Taking Southern concerns into consideration, the draft proposed by the Committee of Detail (chaired by John Rutledge of South Carolina) dealt with trade issues as well as those relating to slavery. The draft permanently forbade Congress to tax exports, to outlaw or tax the slave trade, or to pass navigation laws without two-thirds majorities in both houses of Congress. Several delegates strongly objected to the proposal, including Gouverneur Morris, who delivered one of the Convention’s most spirited denunciations of slavery, calling it a “nefarious institution” and “the curse of heaven.”

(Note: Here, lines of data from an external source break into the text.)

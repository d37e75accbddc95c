//! Outbound delivery of job notifications.
//!
//! Dispatch happens after the transaction commits, on its own task. A
//! delivery failure is logged and counted; the job transition stands.

use std::sync::Arc;

use async_trait::async_trait;
use tokio::task::JoinHandle;

use crate::events::JobNotification;
use crate::metrics;

#[async_trait]
pub trait Notifier: Send + Sync {
    async fn notify(&self, kind: &str, payload: serde_json::Value) -> anyhow::Result<()>;
}

/// Only logs. Used when no webhook target is configured.
#[derive(Debug, Clone, Copy, Default)]
pub struct LogNotifier;

#[async_trait]
impl Notifier for LogNotifier {
    async fn notify(&self, kind: &str, payload: serde_json::Value) -> anyhow::Result<()> {
        tracing::info!(
            kind,
            job_id = %payload["job"]["id"],
            status = %payload["status"],
            "Job notification"
        );
        Ok(())
    }
}

/// POSTs every notification as JSON to a fixed URL.
#[derive(Debug, Clone)]
pub struct WebhookNotifier {
    client: reqwest::Client,
    url: String,
}

impl WebhookNotifier {
    pub fn new(url: impl Into<String>) -> Self {
        Self {
            client: reqwest::Client::new(),
            url: url.into(),
        }
    }
}

#[async_trait]
impl Notifier for WebhookNotifier {
    async fn notify(&self, kind: &str, payload: serde_json::Value) -> anyhow::Result<()> {
        let resp = self
            .client
            .post(&self.url)
            .header("User-Agent", "dci-server")
            .header("X-DCI-Event", kind)
            .json(&payload)
            .send()
            .await?;

        if !resp.status().is_success() {
            let status = resp.status();
            let text = resp.text().await.unwrap_or_default();
            anyhow::bail!("notification webhook returned {status}: {text}");
        }
        Ok(())
    }
}

/// Fire and forget. The returned handle is only awaited by tests.
pub fn dispatch(notifier: Arc<dyn Notifier>, notification: JobNotification) -> JoinHandle<()> {
    tokio::spawn(async move {
        let kind = notification.kind();
        let job_id = notification.job_id();
        let payload = match serde_json::to_value(&notification) {
            Ok(payload) => payload,
            Err(e) => {
                tracing::warn!(job_id = %job_id, "Failed to serialize notification: {}", e);
                metrics::notification_failed();
                return;
            }
        };
        if let Err(e) = notifier.notify(kind, payload).await {
            tracing::warn!(job_id = %job_id, kind, "Notification delivery failed: {:#}", e);
            metrics::notification_failed();
        }
    })
}
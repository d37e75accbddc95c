//! DCI scheduling engine.
//!
//! Remote CI workers ask for work against a topic; the engine resolves which
//! component versions the job runs against, rotates through the worker's run
//! configurations, tracks the job through its status lifecycle and reaps
//! jobs whose worker vanished.

pub mod config;
pub mod error;
pub mod events;
pub mod metrics;
pub mod migration;
pub mod models;
pub mod repository;
pub mod routes;
pub mod schema;
pub mod services;

pub use config::DciConfig;
pub use error::{SchedulerError, SchedulerResult};
async fn try_upgrade_job<S: Store + ?Sized>(
    ctx: &mut Context<'_, S>,
    request: &UpgradeRequest,
) -> SchedulerResult<ScheduledJob> {
    let job = load_job(ctx, request.job_id).await?;
    let topic = ctx
        .store
        .get_topic(job.topic_id)
        .await?
        .ok_or_else(|| SchedulerError::not_found("topic", job.topic_id))?;
    let next_topic_id = topic
        .next_topic_id
        .ok_or(SchedulerError::NoNextTopic(topic.id))?;

    let next_topic = active_topic(ctx, next_topic_id).await?;
    let remoteci = active_remoteci(ctx, job.remoteci_id).await?;
    access::ensure_topic_access(ctx, &next_topic, job.team_id).await?;

    tracing::info!(
        job_id = %job.id,
        from_topic = %topic.id,
        to_topic = %next_topic.id,
        "Upgrading job"
    );
    let types = next_topic.component_types.clone();
    create_job(
        ctx,
        JobPlan {
            remoteci,
            topic: next_topic,
            team_id: job.team_id,
            rconfiguration_id: None,
            previous_job_id: Some(job.id),
            types,
            explicit_ids: Vec::new(),
        },
    )
    .await
}

/// Status actually stored for a requested one.
///
/// A failure or error reported before the run started is an infrastructure
/// error, not a test failure. `killed` and `success` are stored as asked.
pub fn recorded_status(current: JobStatus, requested: JobStatus) -> JobStatus {
    match requested {
        JobStatus::Failure | JobStatus::Error if current.is_setup() => JobStatus::Error,
        other => other,
    }
}

/// Whole seconds since creation, saturated to the column range.
fn elapsed_secs(job: &Job, now: chrono::DateTime<chrono::Utc>) -> i32 {
    let secs = (now - job.created_at).num_seconds().max(0);
    i32::try_from(secs).unwrap_or(i32::MAX)
}

/// Move a job to a new status.
///
/// `if_match` is the etag the caller last saw; a stale one fails with
/// `Conflict`. Finality is not enforced here.
pub async fn transition<S: Store + ?Sized>(
    ctx: &mut Context<'_, S>,
    job_id: Uuid,
    requested: JobStatus,
    comment: Option<String>,
    if_match: Uuid,
) -> SchedulerResult<TransitionOutcome> {
    let job = load_job(ctx, job_id).await?;
    if job.etag != if_match {
        return Err(SchedulerError::conflict("job", job_id));
    }

    let previous = job.status;
    let status = recorded_status(previous, requested);
    let now = ctx.now();

    ctx.store
        .insert_jobstate(&Jobstate {
            id: Uuid::new_v4(),
            job_id,
            team_id: job.team_id,
            status,
            comment: comment.clone(),
            created_at: now,
        })
        .await?;

    let update = JobStatusUpdate {
        status,
        comment,
        duration: elapsed_secs(&job, now),
        etag: Uuid::new_v4(),
        updated_at: now,
    };
    let updated = ctx
        .store
        .update_job_status(job_id, if_match, &update)
        .await?
        .ok_or_else(|| SchedulerError::conflict("job", job_id))?;

    metrics::job_status_changed(status.as_str());
    tracing::info!(
        job_id = %job_id,
        from = %previous,
        to = %status,
        requested = %requested,
        duration = updated.duration,
        "Job status changed"
    );

    if previous.is_final() || !status.is_final() {
        return Ok(TransitionOutcome {
            job: updated,
            event: None,
            notification: None,
        });
    }
    metrics::job_duration(updated.duration);
    if !status.is_reported_result() {
        return Ok(TransitionOutcome {
            job: updated,
            event: None,
            notification: None,
        });
    }

    let sequence = ctx.store.next_sequence(JOB_EVENTS_SEQUENCE).await?;
    let event = ctx
        .store
        .insert_job_event(&JobEvent {
            id: sequence,
            job_id,
            topic_id: updated.topic_id,
            status,
            created_at: now,
        })
        .await?;
    metrics::job_event_emitted();

    let snapshot = snapshot(ctx, &updated).await?;
    let notification = JobNotification::JobFinished {
        event_id: event.id,
        status,
        snapshot,
    };

    Ok(TransitionOutcome {
        job: updated,
        event: Some(event),
        notification: Some(notification),
    })
}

When the issue came up for a vote, the Southern delegates themselves were sharply divided. George Mason of Virginia condemned the “infernal traffic,” and Luther Martin of Maryland saw the restriction on Congress’s power over the slave trade as “inconsistent with the principles of the Revolution and dishonorable to the American character.” But delegates from Georgia and South Carolina announced that they would not support the Constitution without the restriction, with Charles Pinckney arguing that failing to include the clause would trigger “an exclusion of South Carolina from the Union.”
This same divide had also occurred in debating the Declaration of Independence. Though that document proclaimed the central principle of the Revolution that all men are created equal, a draft clause specifically condemning the slave trade was dropped based on Southern objections.

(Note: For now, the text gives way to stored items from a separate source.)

//! Read-only component catalog queries.

use uuid::Uuid;

use super::context::Context;
use crate::error::{ComponentLookup, SchedulerError, SchedulerResult};
use crate::models::component::Component;
use crate::repository::Store;

/// Newest active, globally visible component of `component_type` in the topic.
///
/// A missing type blocks scheduling; it is never skipped.
pub async fn latest_active_component<S: Store + ?Sized>(
    ctx: &mut Context<'_, S>,
    topic_id: Uuid,
    component_type: &str,
) -> SchedulerResult<Component> {
    let export_control_required = ctx.policy.require_export_control;
    ctx.store
        .latest_active_component(topic_id, component_type, export_control_required)
        .await?
        .ok_or_else(|| {
            SchedulerError::ComponentNotFound(ComponentLookup::Type(component_type.to_string()))
        })
}

/// Load each id, checking it belongs to the topic, is active and exported
/// when required.
///
/// A team-owned component the caller's team cannot see is `Unauthorized`
/// rather than missing.
pub async fn validate_component_ids<S: Store + ?Sized>(
    ctx: &mut Context<'_, S>,
    topic_id: Uuid,
    ids: &[Uuid],
) -> SchedulerResult<Vec<Component>> {
    let mut components = Vec::with_capacity(ids.len());
    for id in ids {
        let component = ctx
            .store
            .get_component(*id)
            .await?
            .filter(|c| c.topic_id == topic_id && c.is_active())
            .filter(|c| c.export_control || !ctx.policy.require_export_control)
            .ok_or(SchedulerError::ComponentNotFound(ComponentLookup::Id(*id)))?;
        if let Some(owner) = component.team_id {
            if !ctx.caller.belongs_to(owner) {
                tracing::debug!(
                    component_id = %id,
                    team_id = %owner,
                    "Component owned by another team"
                );
                return Err(SchedulerError::Unauthorized);
            }
        }
        components.push(component);
    }
    Ok(components)
}

#[cfg(test)]
mod tests {
    use chrono::Duration;

    use super::*;
    use crate::models::ResourceState;
    use crate::repository::memory::{epoch, MemoryStore};
    use crate::services::context::testing::FixedClock;
    use crate::services::context::{Caller, SchedulePolicy};

    #[tokio::test]
    async fn latest_ignores_inactive_and_team_owned_components() {
        let mut store = MemoryStore::default();
        let topic = store.add_topic("RHEL-8.1", &["puddle"]);
        let visible = store.add_component(topic.id, "puddle", Duration::hours(5));
        store.add_component(topic.id, "puddle", Duration::hours(1));
        store.components[1].state = ResourceState::Archived;
        store.add_component(topic.id, "puddle", Duration::hours(2));
        store.components[2].team_id = Some(Uuid::new_v4());

        let caller = Caller::super_admin();
        let clock = FixedClock::at(epoch());
        let policy = SchedulePolicy::default();
        let mut ctx = Context::new(&caller, &mut store, &clock, &policy);

        let latest = latest_active_component(&mut ctx, topic.id, "puddle")
            .await
            .unwrap();
        assert_eq!(latest.id, visible.id);
    }

    #[tokio::test]
    async fn unexported_components_are_hidden_when_export_is_required() {
        let mut store = MemoryStore::default();
        let topic = store.add_topic("RHEL-8.1", &["puddle"]);
        let component = store.add_component(topic.id, "puddle", Duration::hours(1));
        store.components[0].export_control = false;

        let caller = Caller::super_admin();
        let clock = FixedClock::at(epoch());
        let strict = SchedulePolicy::default();
        let mut ctx = Context::new(&caller, &mut store, &clock, &strict);
        let err = validate_component_ids(&mut ctx, topic.id, &[component.id])
            .await
            .unwrap_err();
        assert!(matches!(
            err,
            SchedulerError::ComponentNotFound(ComponentLookup::Id(id)) if id == component.id
        ));

        let relaxed = SchedulePolicy {
            require_export_control: false,
            ..SchedulePolicy::default()
        };
        let mut ctx = Context::new(&caller, &mut store, &clock, &relaxed);
        let found = validate_component_ids(&mut ctx, topic.id, &[component.id])
            .await
            .unwrap();
        assert_eq!(found.len(), 1);
    }

    #[tokio::test]
    async fn component_owned_by_another_team_is_unauthorized() {
        let mut store = MemoryStore::default();
        let topic = store.add_topic("RHEL-8.1", &["puddle"]);
        let team = Uuid::new_v4();
        let private = store.add_component(topic.id, "puddle", Duration::hours(1));
        store.components[0].team_id = Some(Uuid::new_v4());
        let own = store.add_component(topic.id, "puddle", Duration::hours(2));
        store.components[1].team_id = Some(team);

        let caller = Caller::member_of(team);
        let clock = FixedClock::at(epoch());
        let policy = SchedulePolicy::default();
        let mut ctx = Context::new(&caller, &mut store, &clock, &policy);

        let err = validate_component_ids(&mut ctx, topic.id, &[private.id])
            .await
            .unwrap_err();
        assert!(matches!(err, SchedulerError::Unauthorized));

        let found = validate_component_ids(&mut ctx, topic.id, &[own.id])
            .await
            .unwrap();
        assert_eq!(found[0].id, own.id);
    }

    #[tokio::test]
    async fn component_from_another_topic_is_not_found() {
        let mut store = MemoryStore::default();
        let topic = store.add_topic("RHEL-8.1", &["puddle"]);
        let other = store.add_topic("RHEL-9.0", &["puddle"]);
        let foreign = store.add_component(other.id, "puddle", Duration::hours(1));

        let caller = Caller::super_admin();
        let clock = FixedClock::at(epoch());
        let policy = SchedulePolicy::default();
        let mut ctx = Context::new(&caller, &mut store, &clock, &policy);

        let err = validate_component_ids(&mut ctx, topic.id, &[foreign.id])
            .await
            .unwrap_err();
        assert!(matches!(err, SchedulerError::ComponentNotFound(_)));
    }
}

At the Constitutional Convention, the serious split caused by Southern insistence was referred to the Committee of Eleven (chaired by William Livingston of New Jersey), which took the opposite position from Rutledge and recognized a congressional power over the slave trade, but recommended that it be restricted for twelve years, though allowing a tax on slave importation. Although that was a significant change from the Committee of Detail’s original proposal, Southern delegates accepted the new arrangement but with the extension of the time period to twenty years, from 1800 to 1808.
Agitation against the slave trade was the leading cause espoused by the antislavery movement at the time of the Constitutional Convention, so it is not surprising that this clause was the most immediately controversial of the so-called slave clauses of the proposed Constitution (see also Article I, Section 2, Clause 3; Article IV, Section 2, Clause 3; and Article V). Although some denounced the Migration or Importation Clause as a major concession to slavery interests, most begrudged it to be a necessary and prudent compromise. Roger Sherman of Connecticut stated “better to let the southern states import slaves than to part with those states.” James Madison argued at the Convention that the twenty-year exemption was “dishonorable,” but in The Federalist No. 42, he declared that it was “a great point gained in favor of humanity that a period of twenty years may terminate forever, within these States” what he called an “unnatural traffic” that was “the barbarism of modern policy.”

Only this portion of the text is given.